:: Exercise ::
In the records that follow, find each line with the word "expected" and copy it.

:: Material for this exercise ::
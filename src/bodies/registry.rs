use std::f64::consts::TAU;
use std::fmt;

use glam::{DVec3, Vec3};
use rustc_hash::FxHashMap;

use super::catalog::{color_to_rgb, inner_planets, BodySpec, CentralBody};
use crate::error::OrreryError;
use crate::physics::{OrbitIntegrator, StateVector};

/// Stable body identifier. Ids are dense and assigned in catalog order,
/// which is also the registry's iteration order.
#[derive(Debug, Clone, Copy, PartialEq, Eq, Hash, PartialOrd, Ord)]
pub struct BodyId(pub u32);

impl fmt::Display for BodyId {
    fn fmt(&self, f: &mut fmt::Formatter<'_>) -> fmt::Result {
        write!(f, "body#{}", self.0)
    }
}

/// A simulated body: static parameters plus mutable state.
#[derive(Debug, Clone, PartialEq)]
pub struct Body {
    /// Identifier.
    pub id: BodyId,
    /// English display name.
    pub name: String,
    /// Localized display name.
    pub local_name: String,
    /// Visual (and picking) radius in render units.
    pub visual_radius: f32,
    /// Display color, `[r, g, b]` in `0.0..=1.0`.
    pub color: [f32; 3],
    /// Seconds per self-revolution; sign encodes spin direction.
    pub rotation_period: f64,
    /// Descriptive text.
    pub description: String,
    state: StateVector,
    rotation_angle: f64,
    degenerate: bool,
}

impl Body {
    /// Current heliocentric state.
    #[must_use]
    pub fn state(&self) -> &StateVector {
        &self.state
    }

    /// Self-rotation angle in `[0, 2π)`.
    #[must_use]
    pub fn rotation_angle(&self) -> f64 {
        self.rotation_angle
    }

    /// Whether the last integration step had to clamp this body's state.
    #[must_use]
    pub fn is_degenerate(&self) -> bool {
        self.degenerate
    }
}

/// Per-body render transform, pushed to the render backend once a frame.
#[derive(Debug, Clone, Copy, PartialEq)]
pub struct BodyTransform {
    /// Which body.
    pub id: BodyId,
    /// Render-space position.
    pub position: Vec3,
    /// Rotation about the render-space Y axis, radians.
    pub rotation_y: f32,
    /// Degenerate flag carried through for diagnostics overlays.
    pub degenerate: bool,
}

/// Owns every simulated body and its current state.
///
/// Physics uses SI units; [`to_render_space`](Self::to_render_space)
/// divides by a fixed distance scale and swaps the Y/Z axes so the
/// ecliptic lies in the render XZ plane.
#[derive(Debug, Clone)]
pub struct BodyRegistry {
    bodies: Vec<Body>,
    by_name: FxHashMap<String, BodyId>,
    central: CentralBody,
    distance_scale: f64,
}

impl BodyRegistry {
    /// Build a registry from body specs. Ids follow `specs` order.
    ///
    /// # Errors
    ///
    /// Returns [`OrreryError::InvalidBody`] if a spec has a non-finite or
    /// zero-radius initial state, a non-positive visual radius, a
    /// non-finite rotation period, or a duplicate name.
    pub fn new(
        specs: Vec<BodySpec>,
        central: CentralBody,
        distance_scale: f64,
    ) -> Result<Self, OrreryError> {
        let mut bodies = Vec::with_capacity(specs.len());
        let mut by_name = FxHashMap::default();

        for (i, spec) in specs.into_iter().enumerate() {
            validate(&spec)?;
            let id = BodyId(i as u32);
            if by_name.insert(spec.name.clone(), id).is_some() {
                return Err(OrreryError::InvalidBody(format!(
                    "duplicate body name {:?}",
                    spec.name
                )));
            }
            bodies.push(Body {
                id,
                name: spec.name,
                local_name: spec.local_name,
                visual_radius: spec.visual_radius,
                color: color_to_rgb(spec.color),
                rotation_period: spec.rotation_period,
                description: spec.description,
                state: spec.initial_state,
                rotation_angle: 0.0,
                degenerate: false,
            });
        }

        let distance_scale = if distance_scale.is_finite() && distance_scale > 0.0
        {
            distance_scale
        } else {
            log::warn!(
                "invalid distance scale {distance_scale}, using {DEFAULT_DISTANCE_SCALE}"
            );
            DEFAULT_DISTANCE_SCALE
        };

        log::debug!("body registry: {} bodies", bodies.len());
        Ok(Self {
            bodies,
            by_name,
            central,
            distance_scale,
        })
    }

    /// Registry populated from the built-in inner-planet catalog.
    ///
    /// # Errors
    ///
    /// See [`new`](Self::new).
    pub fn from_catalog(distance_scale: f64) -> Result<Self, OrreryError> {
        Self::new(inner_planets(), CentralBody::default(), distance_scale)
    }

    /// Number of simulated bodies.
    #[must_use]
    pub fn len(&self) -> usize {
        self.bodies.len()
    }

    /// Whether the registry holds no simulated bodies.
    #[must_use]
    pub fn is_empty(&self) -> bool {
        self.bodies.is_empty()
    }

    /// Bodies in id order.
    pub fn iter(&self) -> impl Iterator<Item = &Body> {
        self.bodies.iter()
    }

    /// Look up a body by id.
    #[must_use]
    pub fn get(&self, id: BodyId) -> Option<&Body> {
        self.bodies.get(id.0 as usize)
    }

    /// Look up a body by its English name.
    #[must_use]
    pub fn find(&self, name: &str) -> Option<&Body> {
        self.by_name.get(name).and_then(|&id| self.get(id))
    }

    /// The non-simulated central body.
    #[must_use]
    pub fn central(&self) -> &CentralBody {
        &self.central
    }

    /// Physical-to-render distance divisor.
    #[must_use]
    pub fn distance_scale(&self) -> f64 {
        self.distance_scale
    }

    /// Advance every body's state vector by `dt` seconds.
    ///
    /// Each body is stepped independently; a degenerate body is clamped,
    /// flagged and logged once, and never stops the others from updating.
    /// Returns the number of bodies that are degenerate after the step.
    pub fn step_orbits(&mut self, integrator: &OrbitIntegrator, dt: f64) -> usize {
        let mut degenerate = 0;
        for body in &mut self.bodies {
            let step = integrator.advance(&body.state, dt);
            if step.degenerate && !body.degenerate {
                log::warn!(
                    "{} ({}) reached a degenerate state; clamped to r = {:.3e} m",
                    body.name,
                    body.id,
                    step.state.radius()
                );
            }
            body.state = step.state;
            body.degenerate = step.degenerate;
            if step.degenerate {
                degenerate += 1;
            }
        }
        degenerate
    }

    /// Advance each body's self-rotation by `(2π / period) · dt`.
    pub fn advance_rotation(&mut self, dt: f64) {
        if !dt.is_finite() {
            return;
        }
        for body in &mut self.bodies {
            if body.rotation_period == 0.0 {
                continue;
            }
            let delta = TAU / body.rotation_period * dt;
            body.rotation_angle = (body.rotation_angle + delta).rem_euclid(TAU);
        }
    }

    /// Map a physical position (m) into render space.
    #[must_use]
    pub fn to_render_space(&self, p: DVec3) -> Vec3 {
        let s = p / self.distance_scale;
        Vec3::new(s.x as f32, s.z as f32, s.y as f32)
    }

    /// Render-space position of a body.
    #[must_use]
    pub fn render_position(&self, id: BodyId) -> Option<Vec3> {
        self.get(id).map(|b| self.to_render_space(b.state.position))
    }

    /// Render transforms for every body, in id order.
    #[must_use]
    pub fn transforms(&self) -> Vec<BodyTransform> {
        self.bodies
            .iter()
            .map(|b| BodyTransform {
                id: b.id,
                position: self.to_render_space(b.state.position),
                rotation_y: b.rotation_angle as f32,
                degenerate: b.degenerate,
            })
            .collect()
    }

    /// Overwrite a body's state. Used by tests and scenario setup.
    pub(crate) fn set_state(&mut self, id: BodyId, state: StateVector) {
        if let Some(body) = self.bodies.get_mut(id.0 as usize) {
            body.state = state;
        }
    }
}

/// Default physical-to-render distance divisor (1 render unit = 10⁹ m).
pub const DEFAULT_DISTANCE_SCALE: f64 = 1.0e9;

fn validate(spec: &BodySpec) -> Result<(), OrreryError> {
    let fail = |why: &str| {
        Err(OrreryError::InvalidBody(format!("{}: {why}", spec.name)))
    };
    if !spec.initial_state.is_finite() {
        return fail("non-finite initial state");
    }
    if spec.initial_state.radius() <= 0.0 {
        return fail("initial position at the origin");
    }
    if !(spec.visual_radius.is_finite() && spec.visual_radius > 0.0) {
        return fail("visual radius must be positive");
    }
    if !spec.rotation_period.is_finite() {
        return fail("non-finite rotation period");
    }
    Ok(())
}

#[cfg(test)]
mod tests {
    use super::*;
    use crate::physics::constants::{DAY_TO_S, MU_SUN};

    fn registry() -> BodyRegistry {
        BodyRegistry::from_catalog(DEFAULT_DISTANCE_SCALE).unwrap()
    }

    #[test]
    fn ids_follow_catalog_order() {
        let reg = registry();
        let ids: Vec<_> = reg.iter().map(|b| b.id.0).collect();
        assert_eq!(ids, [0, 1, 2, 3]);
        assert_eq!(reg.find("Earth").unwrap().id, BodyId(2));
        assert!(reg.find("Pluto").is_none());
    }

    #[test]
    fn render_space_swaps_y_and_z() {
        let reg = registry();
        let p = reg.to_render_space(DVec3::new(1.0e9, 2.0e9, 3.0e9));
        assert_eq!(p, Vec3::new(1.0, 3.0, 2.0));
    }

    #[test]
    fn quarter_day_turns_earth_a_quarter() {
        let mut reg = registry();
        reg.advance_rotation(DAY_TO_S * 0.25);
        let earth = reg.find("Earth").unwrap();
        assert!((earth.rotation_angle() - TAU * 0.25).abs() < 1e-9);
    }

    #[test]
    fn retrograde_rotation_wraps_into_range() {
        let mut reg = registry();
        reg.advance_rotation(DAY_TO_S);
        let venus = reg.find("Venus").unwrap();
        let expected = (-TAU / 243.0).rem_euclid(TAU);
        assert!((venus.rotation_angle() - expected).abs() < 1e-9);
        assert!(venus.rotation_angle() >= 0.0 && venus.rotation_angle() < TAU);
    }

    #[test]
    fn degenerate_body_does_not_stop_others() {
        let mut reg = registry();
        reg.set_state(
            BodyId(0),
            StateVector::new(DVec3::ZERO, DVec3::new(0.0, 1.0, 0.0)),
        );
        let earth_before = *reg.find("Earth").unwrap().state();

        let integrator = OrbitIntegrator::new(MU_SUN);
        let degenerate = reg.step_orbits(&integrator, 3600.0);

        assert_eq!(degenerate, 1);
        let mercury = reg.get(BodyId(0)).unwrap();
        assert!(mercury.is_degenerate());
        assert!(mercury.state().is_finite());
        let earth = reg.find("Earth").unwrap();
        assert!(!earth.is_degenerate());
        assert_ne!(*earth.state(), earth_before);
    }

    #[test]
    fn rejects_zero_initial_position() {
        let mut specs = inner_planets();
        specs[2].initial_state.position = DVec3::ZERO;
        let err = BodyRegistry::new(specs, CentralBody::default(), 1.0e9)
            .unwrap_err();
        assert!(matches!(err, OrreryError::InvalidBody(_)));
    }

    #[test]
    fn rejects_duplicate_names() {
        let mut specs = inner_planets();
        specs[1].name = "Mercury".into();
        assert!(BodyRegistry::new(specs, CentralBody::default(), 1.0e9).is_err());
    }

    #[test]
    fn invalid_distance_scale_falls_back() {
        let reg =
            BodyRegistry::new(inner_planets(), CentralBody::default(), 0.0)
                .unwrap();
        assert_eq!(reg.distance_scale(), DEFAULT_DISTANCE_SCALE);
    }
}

:: Exercise answer ::
        let expected = (-TAU / 243.0).rem_euclid(TAU);
        assert!((venus.rotation_angle() - expected).abs() < 1e-9);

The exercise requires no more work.